(RECORDS FOR THIS TASK begins)

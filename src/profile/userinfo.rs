use anyhow::{Context, Result};
use serde_json::{Map, Value};

use crate::config::EnrichmentConfig;
use crate::error::LoginError;
use crate::profile::ProfileFetcher;

/// Fetches the signed-in user's profile from Google's userinfo endpoint.
#[derive(Debug, Clone)]
pub struct GoogleUserInfoFetcher {
    client: reqwest::Client,
    userinfo_url: reqwest::Url,
}

impl GoogleUserInfoFetcher {
    pub fn new(config: &EnrichmentConfig) -> Result<Self> {
        let userinfo_url = reqwest::Url::parse(&config.userinfo_url)
            .with_context(|| format!("parsing userinfo url {:?}", config.userinfo_url))?;
        let client = reqwest::Client::builder()
            .timeout(config.timeout)
            .build()
            .context("building the userinfo http client")?;
        Ok(Self {
            client,
            userinfo_url,
        })
    }
}

#[async_trait::async_trait]
impl ProfileFetcher for GoogleUserInfoFetcher {
    async fn fetch(&self, access_token: &str) -> Result<Map<String, Value>, LoginError> {
        let response = self
            .client
            .get(self.userinfo_url.clone())
            .bearer_auth(access_token)
            .send()
            .await
            .map_err(|e| LoginError::ProfileFetch(e.to_string()))?;

        let status = response.status();
        if !status.is_success() {
            return Err(LoginError::ProfileFetch(format!(
                "userinfo endpoint returned {status}"
            )));
        }

        let body: Value = response
            .json()
            .await
            .map_err(|e| LoginError::ProfileFetch(format!("malformed userinfo body: {e}")))?;
        tracing::debug!("User info: {body:#?}");

        match body {
            Value::Object(profile) => Ok(profile),
            other => Err(LoginError::ProfileFetch(format!(
                "expected a JSON object from the userinfo endpoint, got {other}"
            ))),
        }
    }
}
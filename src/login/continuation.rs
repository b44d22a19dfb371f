use std::fmt;
use std::sync::Arc;

use async_lock::RwLock;

use crate::error::LoginError;
use crate::types::EnrichedSuccessPayload;

pub type SuccessCallback = Arc<dyn Fn(EnrichedSuccessPayload) + Send + Sync>;
pub type ErrorCallback = Arc<dyn Fn(LoginError) + Send + Sync>;

/// The caller's latest continuations.
#[derive(Clone, Default)]
pub struct ContinuationPair {
    pub on_success: Option<SuccessCallback>,
    pub on_error: Option<ErrorCallback>,
}

impl fmt::Debug for ContinuationPair {
    fn fmt(&self, f: &mut fmt::Formatter<'_>) -> fmt::Result {
        f.debug_struct("ContinuationPair")
            .field("on_success", &self.on_success.is_some())
            .field("on_error", &self.on_error.is_some())
            .finish()
    }
}

/// Shared slot read at dispatch time, so late callbacks see the current pair.
#[derive(Debug, Default)]
pub struct ContinuationCell {
    pair: RwLock<ContinuationPair>,
}

impl ContinuationCell {
    pub fn new() -> Arc<Self> {
        Arc::new(Self::default())
    }

    pub async fn replace(&self, pair: ContinuationPair) {
        *self.pair.write().await = pair;
    }

    pub async fn success(&self, payload: EnrichedSuccessPayload) {
        // Clone out of the lock; the callback may re-enter the binder.
        let on_success = self.pair.read().await.on_success.clone();
        match on_success {
            Some(on_success) => on_success(payload),
            None => tracing::debug!("No success continuation set, dropping payload"),
        }
    }

    pub async fn error(&self, err: LoginError) {
        let on_error = self.pair.read().await.on_error.clone();
        match on_error {
            Some(on_error) => on_error(err),
            None => tracing::debug!("No error continuation set, dropping {err}"),
        }
    }
}
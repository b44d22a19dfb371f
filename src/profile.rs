pub mod userinfo;

use std::sync::Arc;
use std::time::Duration;

use serde_json::{Map, Value};

use crate::config::EnrichmentConfig;
use crate::error::LoginError;
use crate::types::{EnrichedSuccessPayload, TokenGrantEvent};

pub use self::userinfo::GoogleUserInfoFetcher;

/// Source of the profile record merged into a successful grant.
#[async_trait::async_trait]
pub trait ProfileFetcher: Send + Sync + std::fmt::Debug + 'static {
    async fn fetch(&self, access_token: &str) -> Result<Map<String, Value>, LoginError>;
}

/// Best-effort profile enrichment of token grants.
#[derive(Debug, Clone)]
pub struct ProfileEnricher {
    fetcher: Arc<dyn ProfileFetcher>,
    timeout: Duration,
}

impl ProfileEnricher {
    pub fn new(fetcher: Arc<dyn ProfileFetcher>, timeout: Duration) -> Self {
        Self { fetcher, timeout }
    }

    /// Enricher backed by the Google userinfo endpoint.
    pub fn google(config: &EnrichmentConfig) -> anyhow::Result<Self> {
        let fetcher = GoogleUserInfoFetcher::new(config)?;
        Ok(Self::new(Arc::new(fetcher), config.timeout))
    }

    /// Never fails: a grant without an access token, or one whose profile
    /// cannot be fetched, is returned un-enriched.
    pub async fn enrich(&self, grant: TokenGrantEvent) -> EnrichedSuccessPayload {
        let Some(access_token) = grant.access_token.clone() else {
            tracing::debug!("Grant carries no access token, skipping profile enrichment");
            return EnrichedSuccessPayload::from_grant(grant);
        };
        match self.fetch_profile(&access_token).await {
            Ok(profile) => EnrichedSuccessPayload::merge(profile, grant),
            Err(e) => {
                tracing::warn!("Falling back to the un-enriched grant: {e}");
                EnrichedSuccessPayload::from_grant(grant)
            }
        }
    }

    async fn fetch_profile(&self, access_token: &str) -> Result<Map<String, Value>, LoginError> {
        tokio::time::timeout(self.timeout, self.fetcher.fetch(access_token))
            .await
            .map_err(|_| {
                LoginError::ProfileFetch(format!("timed out after {:?}", self.timeout))
            })?
    }
}
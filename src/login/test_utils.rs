//! Test doubles for the SDK seam and the profile endpoint.

use std::sync::{Arc, Mutex};

use anyhow::anyhow;
use serde_json::{Map, Value};

use crate::error::LoginError;
use crate::login::continuation::{ErrorCallback, SuccessCallback};
use crate::login::trampoline::CallbackTrampoline;
use crate::profile::ProfileFetcher;
use crate::sdk::{CodeClient, GoogleIdentitySdk, TokenClient};
use crate::types::{
    ClientConfiguration, EnrichedSuccessPayload, Flow, OverridableTokenClientConfig,
    TokenGrantEvent,
};

#[derive(Debug, Clone, PartialEq)]
pub(crate) enum Request {
    AccessToken(Option<OverridableTokenClientConfig>),
    Code,
}

type RequestLog = Arc<Mutex<Vec<Request>>>;

struct FakeClient {
    flow: Flow,
    config: ClientConfiguration,
    callback: Arc<CallbackTrampoline>,
    requests: RequestLog,
}

#[derive(Default)]
struct FakeSdkState {
    clients: Vec<FakeClient>,
    fail_next: Option<String>,
}

/// Records every client it builds and lets tests fire grants through them.
#[derive(Default)]
pub(crate) struct FakeSdk {
    state: Mutex<FakeSdkState>,
    all_requests: RequestLog,
}

impl FakeSdk {
    pub(crate) fn new() -> Arc<Self> {
        Arc::new(Self::default())
    }

    pub(crate) fn fail_next(&self, reason: &str) {
        self.lock().fail_next = Some(reason.to_string());
    }

    fn lock(&self) -> std::sync::MutexGuard<'_, FakeSdkState> {
        self.state.lock().unwrap_or_else(|e| e.into_inner())
    }

    fn build(
        &self,
        flow: Flow,
        config: ClientConfiguration,
        callback: Arc<CallbackTrampoline>,
    ) -> anyhow::Result<RequestLog> {
        let mut state = self.lock();
        if let Some(reason) = state.fail_next.take() {
            return Err(anyhow!(reason));
        }
        let requests = RequestLog::default();
        state.clients.push(FakeClient {
            flow,
            config,
            callback,
            requests: requests.clone(),
        });
        Ok(requests)
    }

    pub(crate) fn init_count(&self) -> usize {
        self.lock().clients.len()
    }

    pub(crate) fn init_flows(&self) -> Vec<Flow> {
        self.lock().clients.iter().map(|c| c.flow).collect()
    }

    pub(crate) fn last_config(&self) -> Option<ClientConfiguration> {
        self.lock().clients.last().map(|c| c.config.clone())
    }

    pub(crate) fn requests(&self) -> Vec<Request> {
        self.all_requests.lock().map(|r| r.clone()).unwrap_or_default()
    }

    pub(crate) fn requests_on(&self, index: usize) -> Vec<Request> {
        self.lock()
            .clients
            .get(index)
            .and_then(|c| c.requests.lock().ok().map(|r| r.clone()))
            .unwrap_or_default()
    }

    /// Delivers a grant through the most recently built client.
    pub(crate) async fn fire(&self, event: TokenGrantEvent) {
        let index = self.init_count().checked_sub(1).expect("no client built");
        self.fire_on(index, event).await;
    }

    /// Delivers a grant through the `index`-th client ever built.
    pub(crate) async fn fire_on(&self, index: usize, event: TokenGrantEvent) {
        let callback = self
            .lock()
            .clients
            .get(index)
            .map(|c| c.callback.clone())
            .expect("client index out of range");
        callback.dispatch(event).await;
    }
}

struct FakeTokenClient {
    config: ClientConfiguration,
    requests: RequestLog,
    all_requests: RequestLog,
}

impl TokenClient for FakeTokenClient {
    fn request_access_token(&self, overrides: Option<OverridableTokenClientConfig>) {
        if let Some(overrides) = &overrides {
            let effective = self.config.merged_with(overrides);
            tracing::debug!("Fake token request with scope {:?}", effective.scope);
        }
        let request = Request::AccessToken(overrides);
        self.requests.lock().unwrap().push(request.clone());
        self.all_requests.lock().unwrap().push(request);
    }
}

struct FakeCodeClient {
    requests: RequestLog,
    all_requests: RequestLog,
}

impl CodeClient for FakeCodeClient {
    fn request_code(&self) {
        self.requests.lock().unwrap().push(Request::Code);
        self.all_requests.lock().unwrap().push(Request::Code);
    }
}

impl GoogleIdentitySdk for FakeSdk {
    fn init_token_client(
        &self,
        config: ClientConfiguration,
        callback: Arc<CallbackTrampoline>,
    ) -> anyhow::Result<Arc<dyn TokenClient>> {
        let requests = self.build(Flow::Implicit, config.clone(), callback)?;
        Ok(Arc::new(FakeTokenClient {
            config,
            requests,
            all_requests: self.all_requests.clone(),
        }))
    }

    fn init_code_client(
        &self,
        config: ClientConfiguration,
        callback: Arc<CallbackTrampoline>,
    ) -> anyhow::Result<Arc<dyn CodeClient>> {
        let requests = self.build(Flow::AuthCode, config, callback)?;
        Ok(Arc::new(FakeCodeClient {
            requests,
            all_requests: self.all_requests.clone(),
        }))
    }
}

/// Collects whatever reaches the continuations it hands out.
#[derive(Default)]
pub(crate) struct Recorder {
    successes: Mutex<Vec<EnrichedSuccessPayload>>,
    errors: Mutex<Vec<LoginError>>,
}

impl Recorder {
    pub(crate) fn new() -> Arc<Self> {
        Arc::new(Self::default())
    }

    pub(crate) fn success_callback(self: &Arc<Self>) -> SuccessCallback {
        let recorder = self.clone();
        Arc::new(move |payload: EnrichedSuccessPayload| recorder.successes.lock().unwrap().push(payload))
    }

    pub(crate) fn error_callback(self: &Arc<Self>) -> ErrorCallback {
        let recorder = self.clone();
        Arc::new(move |err: LoginError| recorder.errors.lock().unwrap().push(err))
    }

    pub(crate) fn successes(&self) -> Vec<EnrichedSuccessPayload> {
        self.successes.lock().unwrap().clone()
    }

    pub(crate) fn errors(&self) -> Vec<LoginError> {
        self.errors.lock().unwrap().clone()
    }
}

#[derive(Debug, Clone)]
enum StubMode {
    Profile(Map<String, Value>),
    Failing(String),
    Hanging,
}

/// Profile fetcher with a canned outcome.
#[derive(Debug, Clone)]
pub(crate) struct StubFetcher {
    mode: StubMode,
    tokens: Arc<async_lock::Mutex<Vec<String>>>,
}

impl StubFetcher {
    fn with_mode(mode: StubMode) -> Self {
        Self {
            mode,
            tokens: Arc::default(),
        }
    }

    pub(crate) fn profile(profile: Value) -> Self {
        let profile = profile.as_object().cloned().unwrap_or_default();
        Self::with_mode(StubMode::Profile(profile))
    }

    pub(crate) fn failing(reason: &str) -> Self {
        Self::with_mode(StubMode::Failing(reason.to_string()))
    }

    pub(crate) fn hanging() -> Self {
        Self::with_mode(StubMode::Hanging)
    }

    /// Access tokens the fetcher was asked about.
    pub(crate) async fn tokens(&self) -> Vec<String> {
        self.tokens.lock().await.clone()
    }
}

#[async_trait::async_trait]
impl ProfileFetcher for StubFetcher {
    async fn fetch(&self, access_token: &str) -> Result<Map<String, Value>, LoginError> {
        self.tokens.lock().await.push(access_token.to_string());
        match &self.mode {
            StubMode::Profile(profile) => Ok(profile.clone()),
            StubMode::Failing(reason) => Err(LoginError::ProfileFetch(reason.clone())),
            StubMode::Hanging => std::future::pending().await,
        }
    }
}
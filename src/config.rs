use std::env;
use std::time::Duration;

use anyhow::{Context, Result};
use serde_json::{Map, Value};

/// Scopes requested on every login, ahead of whatever the caller asks for.
///
/// This is a fixed policy: profile enrichment relies on these grants, so they
/// cannot be turned off through [`crate::login::LoginOptions`].
pub const BASELINE_SCOPES: [&str; 4] = [
    "openid",
    "profile",
    "email",
    "https://www.googleapis.com/auth/userinfo.profile",
];

pub const DEFAULT_USERINFO_URL: &str = "https://www.googleapis.com/oauth2/v1/userinfo";
pub const DEFAULT_ENRICHMENT_TIMEOUT: Duration = Duration::from_secs(5);

pub const USERINFO_URL_ENV: &str = "GOOGLE_OAUTH_USERINFO_URL";
pub const ENRICHMENT_TIMEOUT_ENV: &str = "GOOGLE_OAUTH_ENRICHMENT_TIMEOUT_MS";

/// Keys owned by the binder. Passthrough options may not set them.
pub const RESERVED_OPTION_KEYS: [&str; 3] = ["client_id", "scope", "callback"];

/// Builds the scope string handed to the SDK factory.
///
/// The caller scope is appended verbatim after a single space. An empty caller
/// scope yields the baseline alone, without a trailing separator.
pub fn effective_scope(caller_scope: &str) -> String {
    let baseline = BASELINE_SCOPES.join(" ");
    if caller_scope.is_empty() {
        baseline
    } else {
        format!("{baseline} {caller_scope}")
    }
}

/// Drops reserved keys from caller supplied provider options.
pub fn sanitize_passthrough(mut options: Map<String, Value>) -> Map<String, Value> {
    for key in RESERVED_OPTION_KEYS {
        if options.remove(key).is_some() {
            tracing::warn!("Ignoring reserved provider option {key:?}");
        }
    }
    options
}

/// Settings of the profile enrichment request.
#[derive(Debug, Clone, PartialEq)]
pub struct EnrichmentConfig {
    pub userinfo_url: String,
    pub timeout: Duration,
}

impl Default for EnrichmentConfig {
    fn default() -> Self {
        Self {
            userinfo_url: DEFAULT_USERINFO_URL.to_string(),
            timeout: DEFAULT_ENRICHMENT_TIMEOUT,
        }
    }
}

impl EnrichmentConfig {
    /// Defaults overridden by `GOOGLE_OAUTH_USERINFO_URL` and
    /// `GOOGLE_OAUTH_ENRICHMENT_TIMEOUT_MS` when they are set.
    pub fn from_env() -> Result<Self> {
        Self::from_lookup(|key| env::var(key).ok())
    }

    fn from_lookup<F>(lookup: F) -> Result<Self>
    where
        F: Fn(&str) -> Option<String>,
    {
        let mut config = Self::default();
        if let Some(url) = lookup(USERINFO_URL_ENV) {
            config.userinfo_url = url;
        }
        if let Some(ms) = lookup(ENRICHMENT_TIMEOUT_ENV) {
            let ms = ms
                .trim()
                .parse::<u64>()
                .with_context(|| format!("parsing {ENRICHMENT_TIMEOUT_ENV}={ms:?} as milliseconds"))?;
            config.timeout = Duration::from_millis(ms);
        }
        Ok(config)
    }
}
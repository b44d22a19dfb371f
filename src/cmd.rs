use clap::{Arg, Command, command, value_parser};

pub const SCOPE_CMD: &str = "scope";
pub const SCOPE_ARG: &str = "scope";
pub const USERINFO_CMD: &str = "userinfo";
pub const ACCESS_TOKEN_OPTION: &str = "access-token";
pub const TIMEOUT_OPTION: &str = "timeout-ms";

pub fn cmd() -> Command {
    command!()
        .name("google-login")
        .about("Probe the Google login binder")
        .subcommand_required(true)
        .arg_required_else_help(true)
        .subcommand(
            Command::new(SCOPE_CMD)
                .about("Print the scope requested for the given extra scopes")
                .arg(
                    Arg::new(SCOPE_ARG)
                        .help("Extra scopes, space separated")
                        .required(false),
                ),
        )
        .subcommand(
            Command::new(USERINFO_CMD)
                .about("Enrich an access token with the user's Google profile")
                .arg(
                    Arg::new(ACCESS_TOKEN_OPTION)
                        .long(ACCESS_TOKEN_OPTION)
                        .help("OAuth2 access token")
                        .required(true),
                )
                .arg(
                    Arg::new(TIMEOUT_OPTION)
                        .long(TIMEOUT_OPTION)
                        .help("Profile request timeout in milliseconds")
                        .value_parser(value_parser!(u64)),
                ),
        )
}

#[cfg(test)]
mod tests {
    use super::*;

    #[test]
    fn test_cmd_is_valid() {
        cmd().debug_assert();
    }

    #[test]
    fn test_userinfo_requires_token() {
        let result = cmd().try_get_matches_from(["google-login", "userinfo"]);
        assert!(result.is_err());

        let matches = cmd()
            .try_get_matches_from(["google-login", "userinfo", "--access-token", "tok", "--timeout-ms", "50"])
            .expect("valid args");
        let (_, sub) = matches.subcommand().expect("subcommand");
        assert_eq!(sub.get_one::<String>(ACCESS_TOKEN_OPTION).map(String::as_str), Some("tok"));
        assert_eq!(sub.get_one::<u64>(TIMEOUT_OPTION), Some(&50));
    }
}
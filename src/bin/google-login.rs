use anyhow::Result;
use google_oauth_rs::log::set_global_logger;
use google_oauth_rs::run;
use std::env;

#[tokio::main]
async fn main() -> Result<()> {
    set_global_logger();

    let args = env::args_os()
        .map(|s| s.to_string_lossy().into_owned())
        .collect();
    let res = run(args).await?;
    println!("{res}");
    Ok(())
}
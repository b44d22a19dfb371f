use std::sync::atomic::{AtomicBool, Ordering};

/// What a login binder reads from the surrounding provider.
pub trait ProviderContext: Send + Sync {
    fn client_id(&self) -> String;

    /// Whether the SDK finished loading. Once true, stays true.
    fn script_loaded_successfully(&self) -> bool;
}

/// Provider state owned by the host that loads the Google Identity Services SDK.
#[derive(Debug)]
pub struct GoogleOAuthProvider {
    client_id: String,
    script_loaded: AtomicBool,
}

impl GoogleOAuthProvider {
    pub fn new(client_id: impl Into<String>) -> Self {
        Self {
            client_id: client_id.into(),
            script_loaded: AtomicBool::new(false),
        }
    }

    /// Called by the script loader once the SDK is available.
    pub fn mark_script_loaded(&self) {
        if !self.script_loaded.swap(true, Ordering::AcqRel) {
            tracing::debug!("Google Identity Services SDK loaded");
        }
    }
}

impl ProviderContext for GoogleOAuthProvider {
    fn client_id(&self) -> String {
        self.client_id.clone()
    }

    fn script_loaded_successfully(&self) -> bool {
        self.script_loaded.load(Ordering::Acquire)
    }
}

#[cfg(test)]
mod tests {
    use super::*;

    #[test]
    fn test_script_loaded_is_monotonic() {
        let provider = GoogleOAuthProvider::new("client");
        assert!(!provider.script_loaded_successfully());
        provider.mark_script_loaded();
        provider.mark_script_loaded();
        assert!(provider.script_loaded_successfully());
        assert_eq!(provider.client_id(), "client");
    }
}
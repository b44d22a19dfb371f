use anyhow::{Context, Result};
use clap::{ArgMatches, Command};

use config::EnrichmentConfig;
use profile::ProfileEnricher;
use types::TokenGrantEvent;

pub mod cmd;
pub mod config;
pub mod error;
pub mod log;
pub mod login;
pub mod profile;
pub mod provider;
pub mod sdk;
pub mod types;

pub use error::LoginError;
pub use login::{GoogleLogin, LoginOptions, LoginTrigger};
pub use provider::{GoogleOAuthProvider, ProviderContext};
pub use sdk::GoogleIdentitySdk;

pub async fn run(raw_input: Vec<String>) -> Result<String> {
    tracing::info!("Running CLI with input: {:?}", raw_input);
    let matches = get_matches(cmd::cmd(), raw_input)?;

    match matches.subcommand() {
        Some((cmd::SCOPE_CMD, matches)) => {
            let scope = matches
                .get_one::<String>(cmd::SCOPE_ARG)
                .map(String::as_str)
                .unwrap_or_default();
            Ok(config::effective_scope(scope))
        }
        Some((cmd::USERINFO_CMD, matches)) => {
            let access_token = matches
                .get_one::<String>(cmd::ACCESS_TOKEN_OPTION)
                .context("missing --access-token")?;
            let mut enrichment = EnrichmentConfig::from_env()?;
            if let Some(ms) = matches.get_one::<u64>(cmd::TIMEOUT_OPTION) {
                enrichment.timeout = std::time::Duration::from_millis(*ms);
            }
            let enricher = ProfileEnricher::google(&enrichment)?;
            let payload = enricher
                .enrich(TokenGrantEvent::with_access_token(access_token.clone()))
                .await;
            Ok(serde_json::to_string_pretty(&payload)?)
        }
        _ => unreachable!("Exhausted list of subcommands and subcommand_required prevents `None`"),
    }
}

pub fn get_matches(cmd: Command, input: Vec<String>) -> Result<ArgMatches> {
    Ok(cmd.try_get_matches_from(input)?)
}
pub mod asset_store;
pub mod config;
pub mod files;
pub mod logging;
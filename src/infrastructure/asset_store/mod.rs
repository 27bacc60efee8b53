mod client;
mod credentials;
pub mod models;

pub use client::{HttpAssetStore, status_error};
pub use credentials::{CredentialProvider, NoCredentials, SharedToken, StaticToken};
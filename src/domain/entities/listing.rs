use serde::{Deserialize, Serialize};

use super::photo::{Photo, string_id};
use super::video::{Video, VideoId};

string_id!(
    /// Unique identifier for a property listing
    ListingId
);

/// Photos allowed per listing
pub const MAX_PHOTOS_PER_LISTING: usize = 50;

/// Videos allowed per listing
pub const MAX_VIDEOS_PER_LISTING: usize = 2;

/// How close to the cap a gallery must be before editors are warned
pub const NEAR_LIMIT_THRESHOLD: usize = 5;

/// Read-only view of a listing's media at one point in time
#[derive(Debug, Clone, Default, PartialEq, Eq, Serialize)]
pub struct MediaSnapshot {
    /// Photos in display order
    pub photos: Vec<Photo>,
    pub videos: Vec<Video>,
    /// Percentage of the in-flight video upload, if any
    pub video_upload_progress: Option<u8>,
}

impl MediaSnapshot {
    /// The gallery cover
    #[must_use]
    pub fn hero(&self) -> Option<&Photo> {
        self.photos.first()
    }

    #[must_use]
    pub fn video(&self, id: &VideoId) -> Option<&Video> {
        self.videos.iter().find(|video| &video.id == id)
    }

    #[must_use]
    pub fn pending_videos(&self) -> impl Iterator<Item = &Video> {
        self.videos.iter().filter(|video| video.status.is_pending())
    }
}

/// How full a listing's photo or video allowance is
#[derive(Debug, Clone, Copy, PartialEq, Eq, Serialize, Deserialize)]
pub struct CapacityStatus {
    pub count: usize,
    pub limit: usize,
    pub remaining: usize,
    pub at_limit: bool,
    pub near_limit: bool,
}

impl CapacityStatus {
    #[must_use]
    pub fn new(count: usize, limit: usize, near_threshold: usize) -> Self {
        let remaining = limit.saturating_sub(count);
        let at_limit = remaining == 0;
        Self {
            count,
            limit,
            remaining,
            at_limit,
            near_limit: !at_limit && count >= limit.saturating_sub(near_threshold),
        }
    }
}
use async_trait::async_trait;
use serde::{Deserialize, Serialize};
use std::sync::Arc;

use crate::domain::entities::{ListingId, Photo, PhotoId, Video, VideoId};
use crate::domain::value_objects::MediaFile;

/// Failures reported by the remote listing-media API
#[derive(Debug, Clone, PartialEq, Eq, thiserror::Error)]
pub enum AssetStoreError {
    #[error("Upload rejected: {message}")]
    UploadRejected { message: String },

    #[error("Network error: {message}")]
    Network { message: String },

    #[error("Conflict: {message}")]
    Conflict { message: String },

    #[error("Not found: {resource}")]
    NotFound { resource: String },

    #[error("Unauthorized: {message}")]
    Unauthorized { message: String },

    #[error("Invalid response: {message}")]
    InvalidResponse { message: String },
}

impl AssetStoreError {
    /// Get the error type for logging
    pub fn error_type(&self) -> &'static str {
        match self {
            Self::UploadRejected { .. } => "upload_rejected",
            Self::Network { .. } => "network",
            Self::Conflict { .. } => "conflict",
            Self::NotFound { .. } => "not_found",
            Self::Unauthorized { .. } => "unauthorized",
            Self::InvalidResponse { .. } => "invalid_response",
        }
    }
}

/// A one-time upload target allocated together with a pending video record
#[derive(Debug, Clone, PartialEq, Eq, Serialize, Deserialize)]
pub struct VideoUploadSession {
    pub video_id: VideoId,
    pub upload_url: String,
}

/// Bytes pushed so far for one binary upload
#[derive(Debug, Clone, Copy, PartialEq, Eq)]
pub struct UploadProgress {
    pub sent: u64,
    pub total: u64,
}

impl UploadProgress {
    /// Rounded percentage in `0..=100`; an empty body counts as complete
    #[must_use]
    pub fn percent(&self) -> u8 {
        if self.total == 0 {
            return 100;
        }
        let sent = self.sent.min(self.total);
        ((sent * 100 + self.total / 2) / self.total) as u8
    }

    #[must_use]
    pub fn fraction(&self) -> f64 {
        if self.total == 0 {
            return 1.0;
        }
        #[allow(clippy::cast_precision_loss)]
        let fraction = self.sent.min(self.total) as f64 / self.total as f64;
        fraction
    }
}

pub type ProgressCallback = Arc<dyn Fn(UploadProgress) + Send + Sync>;

/// Contract to the remote store holding a listing's photos and videos.
///
/// Plain request/response mapping; retry policy belongs to callers.
#[async_trait]
pub trait AssetStore: Send + Sync {
    /// Photos in display order
    async fn list_photos(&self, listing: &ListingId) -> Result<Vec<Photo>, AssetStoreError>;

    async fn list_videos(&self, listing: &ListingId) -> Result<Vec<Video>, AssetStoreError>;

    /// Upload a photo; the server appends it after the current last position
    async fn create_photo(
        &self,
        listing: &ListingId,
        file: &MediaFile,
    ) -> Result<Photo, AssetStoreError>;

    async fn delete_photo(&self, listing: &ListingId, photo: &PhotoId)
    -> Result<(), AssetStoreError>;

    /// Persist a complete ordering. Fails with `Conflict` unless `ordered_ids`
    /// matches the server's id set exactly.
    async fn reorder_photos(
        &self,
        listing: &ListingId,
        ordered_ids: &[PhotoId],
    ) -> Result<(), AssetStoreError>;

    /// Allocate a pending video record and a single-use upload URL
    async fn create_video_upload_session(
        &self,
        listing: &ListingId,
        title: Option<&str>,
    ) -> Result<VideoUploadSession, AssetStoreError>;

    /// PUT raw bytes to a single-use upload URL
    async fn upload_binary(
        &self,
        upload_url: &str,
        file: &MediaFile,
        on_progress: ProgressCallback,
    ) -> Result<(), AssetStoreError>;

    async fn get_video(&self, listing: &ListingId, video: &VideoId)
    -> Result<Video, AssetStoreError>;

    async fn delete_video(&self, listing: &ListingId, video: &VideoId)
    -> Result<(), AssetStoreError>;

    /// Fetch photos and videos concurrently
    async fn list_media(
        &self,
        listing: &ListingId,
    ) -> Result<(Vec<Photo>, Vec<Video>), AssetStoreError> {
        tokio::try_join!(self.list_photos(listing), self.list_videos(listing))
    }
}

(RECORDS FOR THIS TASK ends)

== TASK ITEM ==
The answer should be an exact copy of the lines from the first line of the data through the line with "let userinfo_url = reqwest::Url::parse(&config.userinfo_url)" and should contain nothing else.

== WRITTEN RESPONSE ==
filename src/profile/userinfo.rs
use anyhow::{Context, Result};
use serde_json::{Map, Value};

use crate::config::EnrichmentConfig;
use crate::error::LoginError;
use crate::profile::ProfileFetcher;

/// Fetches the signed-in user's profile from Google's userinfo endpoint.
#[derive(Debug, Clone)]
pub struct GoogleUserInfoFetcher {
    client: reqwest::Client,
    userinfo_url: reqwest::Url,
}

impl GoogleUserInfoFetcher {
    pub fn new(config: &EnrichmentConfig) -> Result<Self> {
        let userinfo_url = reqwest::Url::parse(&config.userinfo_url)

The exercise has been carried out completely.